Day six
There seems to be a major improvement in the neck. I’ll just ignore the fact that two new regions of pain – my hip and my coccyx – have taken over instead because I’m so glad to be able to move my head without being in agony. Small price to pay. So maybe the detox is beginning to work.
I tried an epsom salt bath last night. Very nice it was too. With the pleasant side-effect that I could be alone again. You see, my dearly beloved family returned from their holiday yesterday. And much as I wanted them to come home, I realised just how nice it was not to have them around for a while. Not to have the never-ending arguments with my son about teeth-brushing, going-to-bed, washing-himself, eating. Not to be woken up in the middle of the night with a nightmare story or a I-can’t-sleep-Mummy tale. Afterwards, he falls asleep in seconds and then I lay awake for the rest of the night.
And then there’s his father. Heaven forbid that I should complain about my husband. But we do have our differences, I can tell you that much. And yesterday he seemed to think I should laugh at a long, boring joke about how badly women drive cars. I wish I could find a statistic to show that dithering women are NOT the killers on our roads. Anyhow, I ride a bike and I hate cars. With a vengeance. Two of them knocked me down. To be precise it was the drivers that knocked me down. They just used their cars to do it. The first time it was a woman, but I fully admit that it was my own fault because I was a crazy pubertal eleven-year old and I just dashed out in front of her. But the second time I was a fully grown woman riding innocently on my bike when a young Turkish lad decided to have a race with his mate and overtake him on the inside. Only thing was, I was on the inside. Crash. Bang. I landed on my tailbone and he screamed to a halt just half a metre from my head. Lucky lucky lucky.
That’s why the coccyx hurts. The squiggly residents love old injuries and I have plenty of them. And the left hip? Could be the first car accident – that’s where it hit me. I can still hear the sound of metal on bone. I can’t remember the car hitting me, but I can remember the sound. And now when I hear brakes squealing I always stop. And listen. For that sound. If its not there, then I smile and go on. Lucky lucky lucky.
So let’s go back to the subject of pioneering disease, shall we? This is where we can start getting esoteric. Time to examine the reason for all the pain and suffering. You didn’t think I was doing this just to tell everyone how sick I was, did you? The point is to get to the point. Whatever it is.
When I first arrived in Berlin in 1985, everyone was oohing and aahing about a book called “Schicksal als Chance” (the English title is “The Challenge of Fate”) by Thorwald Dethlefsen, which – if I remember rightly – encouraged you to understand the universe as being mirrored in the tiny details of the world around us, right down to the cells in our bodies. Macrocosm and microcosm are two sides of the same coin, so to speak. It was a brave attempt to explain how symbols help us to understand how the universe works, by creating a language to express its principles, most notably in astrology. Certainly a fascinating book and incidentally the first one I read from cover to cover in the German language, having only just mastered (or mistressed) it.
But an even more interesting book from the same author, together with Rüdiger Dahlke, is “Krankheit als Weg”, the follow-up to “Schicksal als Chance”. The title of the book in English is: “The Healing Power of Illness”, but a correct translation of the German title would be: “Disease as a Path”. The book delves into the realms of psychosomatic medicine and puts forward the theory that every sickness we have is a message from our bodies about the state of our psyche. That is to say, in not dealing with a problem or an inner conflict on a psychological level, it gets pushed onto a somatic level and gains expression there. The book proposed that you try to read what your body is telling you that the problem is. Easier said than done.

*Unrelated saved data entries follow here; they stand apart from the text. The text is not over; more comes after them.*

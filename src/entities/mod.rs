pub mod prelude;

pub mod admin_settings;
pub mod group_members;
pub mod groups;
pub mod item_groups;
pub mod items;
pub mod sessions;
pub mod users;
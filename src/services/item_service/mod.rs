use crate::api::error::AppError;
use crate::config::AppConfig;
use crate::entities::{item_groups, items};
use crate::services::settings::AdminSettingsService;
use crate::services::storage::ObjectStore;
use sea_orm::{DatabaseConnection, DbErr, Set, SqlErr};
use std::sync::Arc;

pub mod create;
pub mod delete;
pub mod read;
pub mod types;
pub mod update;

pub use types::{ItemDetails, ItemSubmission, ItemView, ItemWriteOutcome, UploadedFile};

pub struct ItemService {
    db: DatabaseConnection,
    store: Arc<dyn ObjectStore>,
    config: AppConfig,
}

impl ItemService {
    pub fn new(db: DatabaseConnection, store: Arc<dyn ObjectStore>, config: AppConfig) -> Self {
        Self { db, store, config }
    }

    /// Current per-item ceiling in MB.
    pub async fn item_size_limit_mb(&self) -> Result<i32, AppError> {
        let settings =
            AdminSettingsService::load(&self.db, self.config.default_item_size_limit_mb).await?;
        Ok(settings.item_size_limit_mb)
    }

    async fn ensure_within_item_limit(&self, file: &UploadedFile) -> Result<(), AppError> {
        let limit_mb = self.item_size_limit_mb().await?;
        if file.data.len() as u64 > limit_mb as u64 * 1024 * 1024 {
            return Err(too_large(limit_mb));
        }
        Ok(())
    }
}

pub fn too_large(limit_mb: i32) -> AppError {
    AppError::Validation(format!(
        "File Size Too Large. Current Item Size Limit is {} MB.",
        limit_mb
    ))
}

fn quota_message(username: &str, user_limit: i32) -> AppError {
    AppError::QuotaExceeded(format!(
        "Cannot upload this item as total storage for {} is exceeding user limit of {} MB.",
        username, user_limit
    ))
}

fn no_group_admitted() -> AppError {
    AppError::QuotaExceeded("Group Limits exceeded for all selected groups.".to_string())
}

fn write_error(e: DbErr, name: &str) -> AppError {
    match e.sql_err() {
        Some(SqlErr::UniqueConstraintViolation(_)) => {
            AppError::Validation(format!("An item named '{}' already exists.", name))
        }
        _ => AppError::Store(e),
    }
}

fn item_groups_rows(item: &items::Model, group_ids: &[String]) -> Vec<item_groups::ActiveModel> {
    group_ids
        .iter()
        .map(|group_id| item_groups::ActiveModel {
            item_id: Set(item.id.clone()),
            group_id: Set(group_id.clone()),
        })
        .collect()
}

Talking about this means walking a real tightrope. I don’t want to suggest that it is “all in the head”, or that if we Lyme patients would do psychotherapy then we would all get better (though a little bit of psychotherapy might help us to cope with the Lyme disease!) No, the disease is real enough, the bacteria are there and the pain is insufferable.

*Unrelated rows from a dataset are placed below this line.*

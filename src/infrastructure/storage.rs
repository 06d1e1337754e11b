use crate::services::storage::S3ObjectStore;
use aws_sdk_s3::config::Region;
use anyhow::Context;
use std::env;
use std::sync::Arc;
use tracing::info;

pub async fn setup_storage() -> anyhow::Result<Arc<S3ObjectStore>> {
    let endpoint_url = env::var("MINIO_ENDPOINT").context("MINIO_ENDPOINT must be set")?;
    let access_key = env::var("MINIO_ACCESS_KEY").context("MINIO_ACCESS_KEY must be set")?;
    let secret_key = env::var("MINIO_SECRET_KEY").context("MINIO_SECRET_KEY must be set")?;
    let bucket = env::var("MINIO_BUCKET").context("MINIO_BUCKET must be set")?;
    let public_url = env::var("MINIO_PUBLIC_URL").unwrap_or_else(|_| endpoint_url.clone());
    let region = env::var("MINIO_REGION").unwrap_or_else(|_| "us-east-1".to_string());

    info!("☁️  S3 Storage: {} (Bucket: {})", endpoint_url, bucket);

    let aws_config = aws_config::from_env()
        .endpoint_url(&endpoint_url)
        .region(Region::new(region))
        .credentials_provider(aws_sdk_s3::config::Credentials::new(
            access_key, secret_key, None, None, "static",
        ))
        .load()
        .await;

    let s3_config = aws_sdk_s3::config::Builder::from(&aws_config)
        .force_path_style(true)
        .build();

    let s3_client = aws_sdk_s3::Client::from_conf(s3_config);

    // Ensure bucket exists
    match s3_client.head_bucket().bucket(&bucket).send().await {
        Ok(_) => info!("✅ Bucket '{}' is ready", bucket),
        Err(_) => {
            info!("🪣 Bucket '{}' not found, creating...", bucket);
            if let Err(e) = s3_client.create_bucket().bucket(&bucket).send().await {
                tracing::error!("❌ Failed to create bucket '{}': {}", bucket, e);
            } else {
                info!("✅ Bucket '{}' created successfully", bucket);
            }
        }
    }

    Ok(Arc::new(S3ObjectStore::new(s3_client, bucket, public_url)))
}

But I do believe in the interconnectedness of things, including within myself. My psyche and my body are inseparable. So there has to be a point of healing at the psychological level as well as at the somatic level. And this is where I think this book might (and that is a very reserved “might”) be helpful. I have already poo-pooed positive thinking, so you know that’s not where I’m going with this. Where am I going then? Not really sure, to tell you the truth.